The prevailing sluggishness may turn out to be misleading. The annals of boxing are marked by sequels that were considered unnecessary at first hand only to confuse these expectations. The fourth meeting between Juan Manuel Márquez and Pacquiao, which went from superfluous reflection to classic all the time in 23 blistering minutes. The third match, without a title on the line, between Holyfield and Riddick Bowe. Even Ali’s epoch-making fight with Joe Frazier was considered an act of nostalgia between faded greats in the prelude.

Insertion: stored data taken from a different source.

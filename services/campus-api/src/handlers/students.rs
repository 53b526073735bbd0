//! Student admission handlers
//!
//! Admission records are session-scoped and carry the class/section placement
//! the fee fan-out keys on. Deactivated students stay queryable but drop out
//! of new fee assignments.

use axum::extract::{Path, Query, State};
use axum::Json;
use chrono::{DateTime, NaiveDate, Utc};
use serde::{Deserialize, Serialize};
use std::time::Instant;
use tracing::instrument;
use uuid::Uuid;

use campus_db::{CreateStudent, StudentFilter, StudentRepository, StudentRow, UpdateStudent};
use campus_fees_core::StudentFeeSummary;
use campus_types::ApiResponse;

use crate::error::{ApiError, ApiResult};
use crate::extractors::{AdminUser, AuthUser};
use crate::handlers::shared::{record_op_duration, resolve_session, validate_name};
use crate::state::AppState;

// ============================================================================
// Request/Response Types
// ============================================================================

#[derive(Debug, Serialize)]
pub struct StudentView {
    pub id: Uuid,
    pub admission_no: String,
    pub first_name: String,
    pub last_name: String,
    pub email: Option<String>,
    pub phone: Option<String>,
    pub guardian_name: Option<String>,
    pub class_id: Uuid,
    pub section_id: Option<Uuid>,
    pub session_id: Uuid,
    pub admission_date: NaiveDate,
    pub active: bool,
    pub created_at: DateTime<Utc>,
    pub updated_at: DateTime<Utc>,
}

impl From<StudentRow> for StudentView {
    fn from(row: StudentRow) -> Self {
        Self {
            id: row.id,
            admission_no: row.admission_no,
            first_name: row.first_name,
            last_name: row.last_name,
            email: row.email,
            phone: row.phone,
            guardian_name: row.guardian_name,
            class_id: row.class_id,
            section_id: row.section_id,
            session_id: row.session_id,
            admission_date: row.admission_date,
            active: row.active,
            created_at: row.created_at,
            updated_at: row.updated_at,
        }
    }
}

#[derive(Debug, Deserialize)]
pub struct ListStudentsQuery {
    pub class_id: Option<Uuid>,
    pub section_id: Option<Uuid>,
    pub session_id: Option<Uuid>,
}

#[derive(Debug, Deserialize)]
pub struct CreateStudentRequest {
    pub admission_no: String,
    pub first_name: String,
    pub last_name: String,
    pub email: Option<String>,
    pub phone: Option<String>,
    pub guardian_name: Option<String>,
    pub class_id: Uuid,
    pub section_id: Option<Uuid>,
    /// Defaults to the active session
    pub session_id: Option<Uuid>,
    /// Defaults to today
    pub admission_date: Option<NaiveDate>,
}

#[derive(Debug, Deserialize)]
pub struct UpdateStudentRequest {
    pub first_name: Option<String>,
    pub last_name: Option<String>,
    pub email: Option<String>,
    pub phone: Option<String>,
    pub guardian_name: Option<String>,
    pub class_id: Option<Uuid>,
    pub section_id: Option<Uuid>,
    pub active: Option<bool>,
}

// ============================================================================
// Handlers
// ============================================================================

/// GET /api/v1/students
#[instrument(skip(state, _user, query))]
pub async fn list_students(
    State(state): State<AppState>,
    _user: AuthUser,
    Query(query): Query<ListStudentsQuery>,
) -> ApiResult<Json<ApiResponse<Vec<StudentView>>>> {
    let students = state
        .repos
        .students
        .list(StudentFilter {
            class_id: query.class_id,
            section_id: query.section_id,
            session_id: query.session_id,
        })
        .await?;

    Ok(Json(ApiResponse::ok(
        students.into_iter().map(StudentView::from).collect(),
    )))
}

/// POST /api/v1/students
#[instrument(skip(state, _admin, req), fields(admission_no = %req.admission_no))]
pub async fn create_student(
    State(state): State<AppState>,
    _admin: AdminUser,
    Json(req): Json<CreateStudentRequest>,
) -> ApiResult<Json<ApiResponse<StudentView>>> {
    let start = Instant::now();

    let admission_no = validate_name(&req.admission_no, "admission_no")?;
    let first_name = validate_name(&req.first_name, "first_name")?;
    let last_name = validate_name(&req.last_name, "last_name")?;
    let session_id = resolve_session(&state, req.session_id).await?;

    let student = state
        .repos
        .students
        .create(CreateStudent {
            id: Uuid::new_v4(),
            admission_no,
            first_name,
            last_name,
            email: req.email,
            phone: req.phone,
            guardian_name: req.guardian_name,
            class_id: req.class_id,
            section_id: req.section_id,
            session_id,
            admission_date: req.admission_date.unwrap_or_else(|| Utc::now().date_naive()),
        })
        .await?;

    tracing::info!(
        student_id = %student.id,
        admission_no = %student.admission_no,
        class_id = %student.class_id,
        "Student admitted"
    );
    metrics::counter!("campus_admissions_total").increment(1);
    record_op_duration("create_student", start, true);

    Ok(Json(ApiResponse::ok(StudentView::from(student))))
}

/// GET /api/v1/students/{id}
#[instrument(skip(state, _user), fields(student_id = %id))]
pub async fn get_student(
    State(state): State<AppState>,
    _user: AuthUser,
    Path(id): Path<Uuid>,
) -> ApiResult<Json<ApiResponse<StudentView>>> {
    let student = state
        .repos
        .students
        .find_by_id(id)
        .await?
        .ok_or_else(|| ApiError::NotFound(format!("student {id} not found")))?;

    Ok(Json(ApiResponse::ok(StudentView::from(student))))
}

/// PUT /api/v1/students/{id}
#[instrument(skip(state, _admin, req), fields(student_id = %id))]
pub async fn update_student(
    State(state): State<AppState>,
    _admin: AdminUser,
    Path(id): Path<Uuid>,
    Json(req): Json<UpdateStudentRequest>,
) -> ApiResult<Json<ApiResponse<StudentView>>> {
    let start = Instant::now();

    let first_name = req
        .first_name
        .as_deref()
        .map(|n| validate_name(n, "first_name"))
        .transpose()?;
    let last_name = req
        .last_name
        .as_deref()
        .map(|n| validate_name(n, "last_name"))
        .transpose()?;

    let student = state
        .repos
        .students
        .update(
            id,
            UpdateStudent {
                first_name,
                last_name,
                email: req.email,
                phone: req.phone,
                guardian_name: req.guardian_name,
                class_id: req.class_id,
                section_id: req.section_id,
                active: req.active,
            },
        )
        .await?;

    record_op_duration("update_student", start, true);

    Ok(Json(ApiResponse::ok(StudentView::from(student))))
}

/// DELETE /api/v1/students/{id}
#[instrument(skip(state, _admin), fields(student_id = %id))]
pub async fn delete_student(
    State(state): State<AppState>,
    _admin: AdminUser,
    Path(id): Path<Uuid>,
) -> ApiResult<Json<ApiResponse<()>>> {
    let start = Instant::now();

    state.repos.students.delete(id).await?;

    tracing::info!(student_id = %id, "Student deleted");
    record_op_duration("delete_student", start, true);

    Ok(Json(ApiResponse::message_only("student deleted")))
}

/// GET /api/v1/students/{id}/fee-summary
#[instrument(skip(state, _user), fields(student_id = %id))]
pub async fn student_fee_summary(
    State(state): State<AppState>,
    _user: AuthUser,
    Path(id): Path<Uuid>,
) -> ApiResult<Json<ApiResponse<StudentFeeSummary>>> {
    let start = Instant::now();

    let summary = state.fees.student_fee_summary(id).await?;

    record_op_duration("student_fee_summary", start, true);

    Ok(Json(ApiResponse::ok(summary)))
}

And it remembers how unpredictable both previous Fury-Wilder fights have been. In the first, the gypsy king had only taken two warm-up matches against a couple of almost unknown opponents since returning from a 31-month dismissal, and the feeling at ringside was that there was no guarantee he would make it through the early rounds . In the second, the equal match, as many expected, quickly became a one-way street. The substantial volatility of this rivalry, amplified by nearly two years of inactivity for both men, makes it compelling theater alone.
It all points to the fundamental truth of the foundations of this capital with gold and glitter, destinies and fortunes: one never really knows.